That's good. If I feel something is wrong, I try to speak up before I forget. That kind of feeling is something we forget once we get used to the environment.

I think it's good to talk with as many people as possible, but when I created my account, it already seemed like only researchers, engineers and coders were left to speak up in the community...
I'm not an ML engineer either, but I'm barely a coder, so I'm not bothered by this situation.
And if there are only people left who are not bothered and don't see it as a problem as well, what can I say about this...😅

But since I'm new to HF, or rather to generative AI, only about 6 months ago, it just seems strange in comparison to other sites and past internet communities.
However, I'm not an expert in community functions, or even a good communicator, so I can't really offer any concrete suggestions for improvement.

However, there are still many actual account holders who are not coders, so there is a chance we could hear from them.
There just wouldn't be the opportunity or motivation to speak up and interact. Because usually everyone is basically talking about code or technology. And that's not a wrong use of HF actually.
In fact, the replies to victor's post above include several non-coders I know.
I also see occasional posts from novice coders and non-coders on the forum.

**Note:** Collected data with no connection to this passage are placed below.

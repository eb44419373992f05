//! intlpack - build-time i18n injection for a CommonJS bundler
//!
//! intlpack bundles a JavaScript project and, in Globalize mode, compiles the
//! project's formatters and message templates at build time, injecting the
//! generated module at the top of the entry module.
//!
//! ## Module Structure
//!
//! - `bundler`: Minimal host build system (compiler, hooks, module graph, codegen)
//! - `inject`: Injected dependency, its renderer and the Globalize plugin
//! - `synthesis`: Formatter extraction and compilation against CLDR data
//! - `config`: Configuration file loading and parsing
//! - `cli`: Command-line interface layer

pub mod bundler;
pub mod cli;
pub mod config;
pub mod inject;
pub mod synthesis;
//! Build-time injection of generated modules.
//!
//! - [`InjectedModuleDependency`]: a require of a generated module, placed at
//!   offset 0 of the owning module's output and optionally bound to a variable.
//! - [`InjectedModuleTemplate`]: renders it, falling back to a throwing
//!   expression when the generated module could not be resolved.
//! - [`GlobalizePlugin`]: runs the synthesis step when the target module is
//!   built and attaches the dependency.
//! - [`ModuleWriter`]: where generated source is persisted.

mod dependency;
mod plugin;
mod writer;

pub use dependency::{InjectedModuleDependency, InjectedModuleTemplate};
pub use plugin::{DEFAULT_REQUEST, DEFAULT_RUNTIME_REQUEST, DEFAULT_TARGET, GlobalizePlugin};
pub use writer::{MemoryWriter, ModuleWriter, TempDirWriter};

Anyway, I think it would be easier to get good collaboration and feedback if we could get as many diverse people as possible together easily: researchers, library developers, model developers, model tuners, demo developers, demo users, and local tool users. It's called an ecosystem. If current situation is what HF is aiming for, that's fine, but I think it's probably not.

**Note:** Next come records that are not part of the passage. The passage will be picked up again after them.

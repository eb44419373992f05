use std::{fs, path::Path};

use anyhow::Result;
use colored::Colorize;

use super::super::exit_status::ExitStatus;
use super::super::report::SUCCESS_MARK;
use crate::config::{CONFIG_FILE_NAME, default_config_json};

pub fn init() -> Result<ExitStatus> {
    init_in(Path::new("."))
}

pub fn init_in(dir: &Path) -> Result<ExitStatus> {
    let config_path = dir.join(CONFIG_FILE_NAME);

    if config_path.exists() {
        eprintln!("Error: {} already exists", CONFIG_FILE_NAME);
        return Ok(ExitStatus::Failure);
    }

    fs::write(&config_path, default_config_json()?)?;
    println!(
        "{} {}",
        SUCCESS_MARK.green(),
        format!("Created {}", CONFIG_FILE_NAME).green()
    );

    Ok(ExitStatus::Success)
}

replied to erinys's post 3 days ago
view reply

I read the article with great interest.

Git outta here! I’m not changing my workflow.
ML engineers and data scientists aren’t always software engineers

I believe this is an issue that HF currently faces as well.
Maybe the situation is a bit better in English-speaking countries, but in my country, HF is used because people are shown how to use it on external forums, blogs, social networking sites, and know-how sites, and few people are able to use HF on their own based on information provided by HF and its community.
Of course, there are many researchers who know a lot about coding, especially in the NLP field, but what if we expand the use cases to medicine, art, or music, for example? They don't make coding part of their job, so there are few people who know much about it.

Current HF is good for initial invention and experimentation by researchers, developers and their teams, but it is not as good as it could be for maintaining the ecosystem afterwards. The more the field moves into practical areas, the more people move away from HF.
I don't necessarily think that's a bad thing, and it's important to use different sites for different use cases.
However, I think there could be a little more ingenuity in HF to look over the AI resources of the entire net or society as a whole, and to facilitate the mutual transfer of information and resources.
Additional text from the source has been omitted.